Le grief est rejeté sur ce point.
b) Diffusion sans consentement
Selon les informations fournies initialement par Me Lafontaine, la mère du jeune garçon aurait enregistré une conversation entre elle et son fils et en aurait fourni des extraits au journaliste. Le jeune homme aurait ensuite pris contact avec le journaliste, pour lui signifier qu’il ne désirait pas la diffusion de ses propos.
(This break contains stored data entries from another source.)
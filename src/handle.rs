//! Loader handles: opaque word tokens binding native structures to
//! managed objects.
//!
//! Two encodings share the low tag bit. A set bit means the rest is a
//! pointer to a pinned slot outside any handle table (non-collectible
//! allocators only); a clear bit means the rest, shifted down and minus
//! one, indexes the owning allocator's handle table.

use atomic::Atomic;
use modular_bitfield::prelude::*;

use crate::{
    error::{Error, Result},
    loader_allocator::LoaderAllocator,
    object::{ObjectArray, ObjectRef},
};

/// Fixed ceiling on handle-table slots; reaching it is an out-of-memory
/// condition.
pub const MAX_LOADER_HANDLES: u32 = 1 << 30;

#[bitfield(bits = 64)]
#[derive(Clone, Copy)]
struct HandleWord {
    pinned: bool,
    payload: B63,
}

impl HandleWord {
    fn to_bits(self) -> u64 {
        u64::from_ne_bytes(self.into_bytes())
    }

    fn from_bits(bits: u64) -> Self {
        Self::from_bytes(bits.to_ne_bytes())
    }
}

/// An opaque handle token. The null token is distinguished and means "no
/// allocation was attempted"; a null token returned from
/// [`LoaderAllocator::allocate_handle`] means the managed allocator was
/// already collected.
#[derive(Clone, Copy, PartialEq, Eq, Hash, Debug)]
pub struct LoaderHandle(u64);

impl LoaderHandle {
    pub const fn null() -> Self {
        Self(0)
    }

    pub fn is_null(self) -> bool {
        self.0 == 0
    }

    pub(crate) fn from_index(index: u32) -> Self {
        let word = HandleWord::new()
            .with_pinned(false)
            .with_payload(u64::from(index) + 1);
        Self(word.to_bits())
    }

    pub(crate) fn from_pinned(slot: *const Atomic<ObjectRef>) -> Self {
        debug_assert!(slot as usize & 1 == 0);
        let word = HandleWord::new()
            .with_pinned(true)
            .with_payload(slot as u64 >> 1);
        Self(word.to_bits())
    }

    pub(crate) fn is_pinned(self) -> bool {
        HandleWord::from_bits(self.0).pinned()
    }

    pub(crate) fn index(self) -> u32 {
        debug_assert!(!self.is_pinned() && !self.is_null());
        (HandleWord::from_bits(self.0).payload() - 1) as u32
    }

    pub(crate) fn pinned_slot(self) -> *const Atomic<ObjectRef> {
        debug_assert!(self.is_pinned());
        ((HandleWord::from_bits(self.0).payload() << 1) as usize) as *const Atomic<ObjectRef>
    }
}

impl LoaderAllocator {
    /// Allocates a handle anchoring `value`. For collectible allocators
    /// the slot comes from the handle table: a previously freed index if
    /// one exists, otherwise the high-water slot, otherwise the table is
    /// doubled first (the growth allocation may trigger a managed
    /// collection, so it happens outside the per-allocator lock and loses
    /// races gracefully). Returns the null token if the managed allocator
    /// was already collected.
    pub fn allocate_handle(&self, value: ObjectRef) -> Result<LoaderHandle> {
        if !self.is_collectible() {
            let slot = self.domain().allocate_pinned_slot();
            unsafe {
                (*slot).store(value, atomic::Ordering::SeqCst);
            }
            return Ok(LoaderHandle::from_pinned(slot));
        }

        let tracker = match self.tracker() {
            Some(tracker) => tracker,
            // The managed allocator is already collected; no exposed
            // managed objects can be created for it anymore.
            None => return Ok(LoaderHandle::null()),
        };

        loop {
            let slots_used;
            let num_components;
            let observed_table;
            {
                let mut state = self.lock_state();
                let table = tracker.handle_table();

                if let Some(index) = state.free_handle_indices.pop() {
                    table.set(index as usize, value);
                    return Ok(LoaderHandle::from_index(index));
                }

                slots_used = tracker.slots_used();
                if slots_used >= MAX_LOADER_HANDLES {
                    return Err(Error::OutOfMemory);
                }

                num_components = table.len();
                if (slots_used as usize) < num_components {
                    table.set(slots_used as usize, value);
                    tracker.set_slots_used(slots_used + 1);
                    return Ok(LoaderHandle::from_index(slots_used));
                }

                observed_table = tracker.handle_table_ptr();
            }

            // The table is full; double it outside the lock.
            let new_table = ObjectArray::new(num_components * 2);
            {
                let _state = self.lock_state();
                if tracker.handle_table_ptr() == observed_table {
                    let old_table = tracker.handle_table();
                    let used = tracker.slots_used() as usize;
                    for index in 0..used {
                        new_table.set(index, old_table.get(index));
                    }
                    tracker.publish_table(new_table);
                }
                // Otherwise another thread won the enlargement race; its
                // table is adopted by retrying from the top.
            }
        }
    }

    /// Reads a handle. Lock-free: tag dispatch, then either a direct slot
    /// load or a load through the current table pointer. Reading a freed
    /// handle returns null; reading a handle after its index was reissued
    /// is undefined.
    pub fn get_handle_value(&self, handle: LoaderHandle) -> ObjectRef {
        assert!(!handle.is_null());
        if handle.is_pinned() {
            unsafe { (*handle.pinned_slot()).load(atomic::Ordering::Relaxed) }
        } else {
            match self.tracker() {
                Some(tracker) => tracker.handle_table().get(handle.index() as usize),
                None => ObjectRef::null(),
            }
        }
    }

    pub fn set_handle_value(&self, handle: LoaderHandle, value: ObjectRef) {
        assert!(!handle.is_null());
        if handle.is_pinned() {
            unsafe {
                (*handle.pinned_slot()).store(value, atomic::Ordering::SeqCst);
            }
            return;
        }
        // The handle table is read locklessly; writes go through the
        // per-allocator lock.
        let _state = self.lock_state();
        if let Some(tracker) = self.tracker() {
            tracker.handle_table().set(handle.index() as usize, value);
        }
    }

    /// Stores `value` iff the handle currently holds `compare`; returns
    /// the previous value either way.
    pub fn compare_exchange_handle_value(
        &self,
        handle: LoaderHandle,
        value: ObjectRef,
        compare: ObjectRef,
    ) -> ObjectRef {
        assert!(!handle.is_null());
        if handle.is_pinned() {
            return unsafe { (*handle.pinned_slot()).compare_exchange(compare, value, atomic::Ordering::SeqCst, atomic::Ordering::SeqCst) }
                .unwrap_or_else(|previous| previous);
        }

        let _state = self.lock_state();
        match self.tracker() {
            Some(tracker) => {
                let table = tracker.handle_table();
                let index = handle.index() as usize;
                let previous = table.get(index);
                if previous == compare {
                    table.set(index, value);
                }
                previous
            }
            None => ObjectRef::null(),
        }
    }

    /// Frees a handle: nulls the slot first, then offers the index for
    /// reuse. The push can fail under memory pressure, in which case the
    /// index is leaked rather than misused.
    pub fn free_handle(&self, handle: LoaderHandle) {
        assert!(!handle.is_null());
        self.set_handle_value(handle, ObjectRef::null());

        if !handle.is_pinned() {
            let mut state = self.lock_state();
            let _ = state.free_handle_indices.push(handle.index());
        }
    }
}

#[cfg(test)]
mod tests {
    use super::*;

    #[test]
    fn index_tokens_round_trip() {
        for index in [0u32, 1, 31, 64, 12345] {
            let handle = LoaderHandle::from_index(index);
            assert!(!handle.is_null());
            assert!(!handle.is_pinned());
            assert_eq!(handle.index(), index);
        }
    }

    #[test]
    fn pinned_tokens_round_trip() {
        let slot = Box::new(Atomic::new(ObjectRef::null()));
        let pointer = &*slot as *const Atomic<ObjectRef>;
        let handle = LoaderHandle::from_pinned(pointer);
        assert!(handle.is_pinned());
        assert_eq!(handle.pinned_slot(), pointer);
    }

    #[test]
    fn the_null_token_is_distinguished() {
        assert!(LoaderHandle::null().is_null());
        assert!(!LoaderHandle::from_index(0).is_null());
    }
}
Interrogée par le Conseil, Me Lafontaine a apporté les précisions suivantes à son exposé des faits : d’une part, l’enregistrement réalisé par la mère n’a pas été fait à l’insu de son fils et d’autre part, la mère et le fils se sont rendus ensemble à la station de télévision.
La plaignante a de plus informé le Conseil que le directeur de la protection de la jeunesse de l’Estrie, Alain Trudel, a contacté le journaliste avant la diffusion, pour s’opposer à la publication des propos de l’adolescent.
Mme Christine Lepage, directrice de l’information de CIMT-TVA, réfute l’allégation voulant que la mère ait remis un enregistrement audio au journaliste. Selon elle, l’entrevue a été réalisée par le journaliste avec l’adolescent dans les studios de la station et les extraits diffusés proviennent de cet enregistrement. L’adolescent s’est ensuite opposé à la diffusion du reportage. Le choix de CIMT-TVA de le diffuser malgré cela a été motivé par le consentement initial du jeune homme et l’intérêt public du sujet.
Dans une situation qui menace la sécurité ou le développement de personnes mineures, et afin de ne pas compromettre leurs chances de réinsertion sociale et familiale, le Conseil rappelle, dans son guide Droits et responsabilités de la presse (DERP), que la déontologie journalistique implique le « respect de balises particulières lors de la collecte, du traitement et de la diffusion d’informations concernant les mineurs ». (DERP, p. 43) L’obtention d’un consentement valide, libre et éclairé pour la diffusion des propos de personnes mineures fait certainement partie des balises à respecter.
Cependant, l’intérêt public du sujet traité a aussi son poids dans la décision de diffuser. Les médias et les journalistes doivent donc soupeser et mettre en équilibre leur devoir d’informer et la protection des personnes mineures. Quelle que soit leur décision, ils « doivent faire preuve de circonspection, de retenue et de respect envers les personnes en cause » et éviter de leur causer du tort inutilement. (DERP, p. 44)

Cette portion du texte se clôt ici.